**MATERIAL TO PROCESS:**

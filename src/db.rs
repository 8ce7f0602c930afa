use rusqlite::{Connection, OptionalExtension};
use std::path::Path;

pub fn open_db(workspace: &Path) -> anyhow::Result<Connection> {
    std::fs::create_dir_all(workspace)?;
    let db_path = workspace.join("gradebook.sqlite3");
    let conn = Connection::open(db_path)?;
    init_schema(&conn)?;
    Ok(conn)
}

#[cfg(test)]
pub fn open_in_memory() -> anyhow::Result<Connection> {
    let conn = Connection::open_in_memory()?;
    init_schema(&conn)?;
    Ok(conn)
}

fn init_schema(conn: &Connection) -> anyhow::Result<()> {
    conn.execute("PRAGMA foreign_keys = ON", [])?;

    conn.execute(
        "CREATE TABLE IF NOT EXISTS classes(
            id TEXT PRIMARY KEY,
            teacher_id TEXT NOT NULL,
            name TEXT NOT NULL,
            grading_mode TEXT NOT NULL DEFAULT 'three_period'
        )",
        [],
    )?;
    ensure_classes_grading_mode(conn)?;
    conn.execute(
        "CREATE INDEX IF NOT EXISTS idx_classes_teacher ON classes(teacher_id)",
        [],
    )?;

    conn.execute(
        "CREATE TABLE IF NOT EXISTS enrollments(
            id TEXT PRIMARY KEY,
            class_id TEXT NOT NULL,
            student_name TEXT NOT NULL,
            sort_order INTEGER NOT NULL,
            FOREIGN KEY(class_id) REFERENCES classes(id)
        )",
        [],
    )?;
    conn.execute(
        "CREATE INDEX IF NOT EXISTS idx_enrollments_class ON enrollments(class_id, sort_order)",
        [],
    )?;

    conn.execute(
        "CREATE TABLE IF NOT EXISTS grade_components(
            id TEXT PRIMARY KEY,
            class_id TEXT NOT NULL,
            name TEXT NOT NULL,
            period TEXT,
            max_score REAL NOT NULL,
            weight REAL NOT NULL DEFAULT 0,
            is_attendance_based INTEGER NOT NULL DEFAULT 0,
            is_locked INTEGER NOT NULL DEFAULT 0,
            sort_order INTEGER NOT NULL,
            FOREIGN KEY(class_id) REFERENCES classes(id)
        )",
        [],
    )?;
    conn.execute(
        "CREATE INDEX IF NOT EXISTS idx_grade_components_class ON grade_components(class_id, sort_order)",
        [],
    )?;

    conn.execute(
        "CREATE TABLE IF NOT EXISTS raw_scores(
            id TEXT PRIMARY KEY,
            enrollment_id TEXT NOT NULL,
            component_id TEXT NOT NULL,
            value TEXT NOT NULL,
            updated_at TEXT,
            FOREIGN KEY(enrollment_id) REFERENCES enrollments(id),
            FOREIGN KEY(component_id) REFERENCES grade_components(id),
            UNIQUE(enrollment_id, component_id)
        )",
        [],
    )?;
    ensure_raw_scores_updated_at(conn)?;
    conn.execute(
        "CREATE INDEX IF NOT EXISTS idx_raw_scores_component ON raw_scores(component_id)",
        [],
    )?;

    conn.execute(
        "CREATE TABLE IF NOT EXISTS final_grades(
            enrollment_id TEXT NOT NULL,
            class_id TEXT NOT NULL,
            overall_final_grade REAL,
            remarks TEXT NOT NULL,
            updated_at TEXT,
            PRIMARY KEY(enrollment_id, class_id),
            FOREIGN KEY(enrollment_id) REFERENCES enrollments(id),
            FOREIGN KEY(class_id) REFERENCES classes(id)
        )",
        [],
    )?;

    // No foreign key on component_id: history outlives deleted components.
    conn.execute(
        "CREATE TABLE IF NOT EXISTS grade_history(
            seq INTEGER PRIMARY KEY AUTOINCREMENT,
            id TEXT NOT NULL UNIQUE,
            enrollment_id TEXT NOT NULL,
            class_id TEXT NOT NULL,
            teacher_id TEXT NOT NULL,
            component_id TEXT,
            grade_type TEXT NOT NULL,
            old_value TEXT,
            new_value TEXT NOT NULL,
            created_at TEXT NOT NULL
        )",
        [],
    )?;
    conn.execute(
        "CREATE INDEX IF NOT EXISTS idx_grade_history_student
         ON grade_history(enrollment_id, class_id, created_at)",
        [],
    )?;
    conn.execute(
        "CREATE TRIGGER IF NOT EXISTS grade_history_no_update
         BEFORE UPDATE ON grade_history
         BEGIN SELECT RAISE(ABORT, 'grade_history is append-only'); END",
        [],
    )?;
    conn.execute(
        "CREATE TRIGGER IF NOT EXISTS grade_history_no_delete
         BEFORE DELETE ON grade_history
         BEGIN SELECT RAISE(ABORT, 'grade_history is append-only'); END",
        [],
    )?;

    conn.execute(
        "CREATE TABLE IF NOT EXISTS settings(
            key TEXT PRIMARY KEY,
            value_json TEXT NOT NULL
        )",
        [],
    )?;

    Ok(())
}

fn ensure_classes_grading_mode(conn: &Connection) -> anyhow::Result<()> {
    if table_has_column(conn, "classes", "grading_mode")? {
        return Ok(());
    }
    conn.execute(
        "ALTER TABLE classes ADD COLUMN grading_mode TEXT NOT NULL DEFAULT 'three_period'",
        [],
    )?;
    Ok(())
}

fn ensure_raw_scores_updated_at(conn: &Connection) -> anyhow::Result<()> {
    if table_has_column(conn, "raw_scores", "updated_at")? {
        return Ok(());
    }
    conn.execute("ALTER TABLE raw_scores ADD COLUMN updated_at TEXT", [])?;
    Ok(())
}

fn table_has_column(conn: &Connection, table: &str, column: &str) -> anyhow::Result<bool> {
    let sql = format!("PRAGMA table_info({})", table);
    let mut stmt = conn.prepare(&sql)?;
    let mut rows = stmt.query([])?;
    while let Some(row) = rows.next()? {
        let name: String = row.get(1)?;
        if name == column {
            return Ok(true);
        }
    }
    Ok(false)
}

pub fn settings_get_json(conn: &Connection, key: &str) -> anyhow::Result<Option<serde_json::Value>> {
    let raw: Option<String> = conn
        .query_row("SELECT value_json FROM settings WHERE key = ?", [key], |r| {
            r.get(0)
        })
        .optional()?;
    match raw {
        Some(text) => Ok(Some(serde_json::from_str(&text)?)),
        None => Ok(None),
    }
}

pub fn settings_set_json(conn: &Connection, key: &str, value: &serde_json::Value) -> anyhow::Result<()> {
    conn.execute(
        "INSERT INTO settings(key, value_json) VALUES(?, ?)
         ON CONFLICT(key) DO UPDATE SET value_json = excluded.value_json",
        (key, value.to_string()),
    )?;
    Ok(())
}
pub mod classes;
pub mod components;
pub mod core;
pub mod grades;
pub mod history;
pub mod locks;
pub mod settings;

**REQUIRED WORK:**
Pull out each record as written and restate it exactly.

**RESPONSE TO THIS TASK:**
filename src/db.rs
repository 8ce7f0602c930afa
use rusqlite::{Connection, OptionalExtension};
use std::path::Path;

pub fn open_db(workspace: &Path) -> anyhow::Result<Connection> {
    std::fs::create_dir_all(workspace)?;
    let db_path = workspace.join("gradebook.sqlite3");
    let conn = Connection::open(db_path)?;
    init_schema(&conn)?;
    Ok(conn)
}

#[cfg(test)]
pub fn open_in_memory() -> anyhow::Result<Connection> {
    let conn = Connection::open_in_memory()?;
    init_schema(&conn)?;
    Ok(conn)
}

fn init_schema(conn: &Connection) -> anyhow::Result<()> {
    conn.execute("PRAGMA foreign_keys = ON", [])?;

    conn.execute(
        "CREATE TABLE IF NOT EXISTS classes(
            id TEXT PRIMARY KEY,
            teacher_id TEXT NOT NULL,
            name TEXT NOT NULL,
            grading_mode TEXT NOT NULL DEFAULT 'three_period'
        )",
        [],
    )?;
    ensure_classes_grading_mode(conn)?;
    conn.execute(
        "CREATE INDEX IF NOT EXISTS idx_classes_teacher ON classes(teacher_id)",
        [],
    )?;

    conn.execute(
        "CREATE TABLE IF NOT EXISTS enrollments(
            id TEXT PRIMARY KEY,
            class_id TEXT NOT NULL,
            student_name TEXT NOT NULL,
            sort_order INTEGER NOT NULL,
            FOREIGN KEY(class_id) REFERENCES classes(id)
        )",
        [],
    )?;
    conn.execute(
        "CREATE INDEX IF NOT EXISTS idx_enrollments_class ON enrollments(class_id, sort_order)",
        [],
    )?;

    conn.execute(
        "CREATE TABLE IF NOT EXISTS grade_components(
            id TEXT PRIMARY KEY,
            class_id TEXT NOT NULL,
            name TEXT NOT NULL,
            period TEXT,
            max_score REAL NOT NULL,
            weight REAL NOT NULL DEFAULT 0,
            is_attendance_based INTEGER NOT NULL DEFAULT 0,
            is_locked INTEGER NOT NULL DEFAULT 0,
            sort_order INTEGER NOT NULL,
            FOREIGN KEY(class_id) REFERENCES classes(id)
        )",
        [],
    )?;
    conn.execute(
        "CREATE INDEX IF NOT EXISTS idx_grade_components_class ON grade_components(class_id, sort_order)",
        [],
    )?;

    conn.execute(
        "CREATE TABLE IF NOT EXISTS raw_scores(
            id TEXT PRIMARY KEY,
            enrollment_id TEXT NOT NULL,
            component_id TEXT NOT NULL,
            value TEXT NOT NULL,
            updated_at TEXT,
            FOREIGN KEY(enrollment_id) REFERENCES enrollments(id),
            FOREIGN KEY(component_id) REFERENCES grade_components(id),
            UNIQUE(enrollment_id, component_id)
        )",
        [],
    )?;
    ensure_raw_scores_updated_at(conn)?;
    conn.execute(
        "CREATE INDEX IF NOT EXISTS idx_raw_scores_component ON raw_scores(component_id)",
        [],
    )?;

    conn.execute(
        "CREATE TABLE IF NOT EXISTS final_grades(
            enrollment_id TEXT NOT NULL,
            class_id TEXT NOT NULL,
            overall_final_grade REAL,
            remarks TEXT NOT NULL,
            updated_at TEXT,
            PRIMARY KEY(enrollment_id, class_id),
            FOREIGN KEY(enrollment_id) REFERENCES enrollments(id),
            FOREIGN KEY(class_id) REFERENCES classes(id)
        )",
        [],
    )?;

    // No foreign key on component_id: history outlives deleted components.
    conn.execute(
        "CREATE TABLE IF NOT EXISTS grade_history(
            seq INTEGER PRIMARY KEY AUTOINCREMENT,
            id TEXT NOT NULL UNIQUE,
            enrollment_id TEXT NOT NULL,
            class_id TEXT NOT NULL,
            teacher_id TEXT NOT NULL,
            component_id TEXT,
            grade_type TEXT NOT NULL,
            old_value TEXT,
            new_value TEXT NOT NULL,
            created_at TEXT NOT NULL
        )",
        [],
    )?;
    conn.execute(
        "CREATE INDEX IF NOT EXISTS idx_grade_history_student
         ON grade_history(enrollment_id, class_id, created_at)",
        [],
    )?;
    conn.execute(
        "CREATE TRIGGER IF NOT EXISTS grade_history_no_update
         BEFORE UPDATE ON grade_history
         BEGIN SELECT RAISE(ABORT, 'grade_history is append-only'); END",
        [],
    )?;
    conn.execute(
        "CREATE TRIGGER IF NOT EXISTS grade_history_no_delete
         BEFORE DELETE ON grade_history
         BEGIN SELECT RAISE(ABORT, 'grade_history is append-only'); END",
        [],
    )?;

    conn.execute(
        "CREATE TABLE IF NOT EXISTS settings(
            key TEXT PRIMARY KEY,
            value_json TEXT NOT NULL
        )",
        [],
    )?;

    Ok(())
}

fn ensure_classes_grading_mode(conn: &Connection) -> anyhow::Result<()> {
    if table_has_column(conn, "classes", "grading_mode")? {
        return Ok(());
    }
    conn.execute(
        "ALTER TABLE classes ADD COLUMN grading_mode TEXT NOT NULL DEFAULT 'three_period'",
        [],
    )?;
    Ok(())
}

fn ensure_raw_scores_updated_at(conn: &Connection) -> anyhow::Result<()> {
    if table_has_column(conn, "raw_scores", "updated_at")? {
        return Ok(());
    }
    conn.execute("ALTER TABLE raw_scores ADD COLUMN updated_at TEXT", [])?;
    Ok(())
}

fn table_has_column(conn: &Connection, table: &str, column: &str) -> anyhow::Result<bool> {
    let sql = format!("PRAGMA table_info({})", table);
    let mut stmt = conn.prepare(&sql)?;
    let mut rows = stmt.query([])?;
    while let Some(row) = rows.next()? {
        let name: String = row.get(1)?;
        if name == column {
            return Ok(true);
        }
    }
    Ok(false)
}

pub fn settings_get_json(conn: &Connection, key: &str) -> anyhow::Result<Option<serde_json::Value>> {
    let raw: Option<String> = conn
        .query_row("SELECT value_json FROM settings WHERE key = ?", [key], |r| {
            r.get(0)
        })
        .optional()?;
    match raw {
        Some(text) => Ok(Some(serde_json::from_str(&text)?)),
        None => Ok(None),
    }
}

pub fn settings_set_json(conn: &Connection, key: &str, value: &serde_json::Value) -> anyhow::Result<()> {
    conn.execute(
        "INSERT INTO settings(key, value_json) VALUES(?, ?)
         ON CONFLICT(key) DO UPDATE SET value_json = excluded.value_json",
        (key, value.to_string()),
    )?;
    Ok(())
}
pub mod classes;
pub mod components;
pub mod core;
pub mod grades;
pub mod history;
pub mod locks;
pub mod settings;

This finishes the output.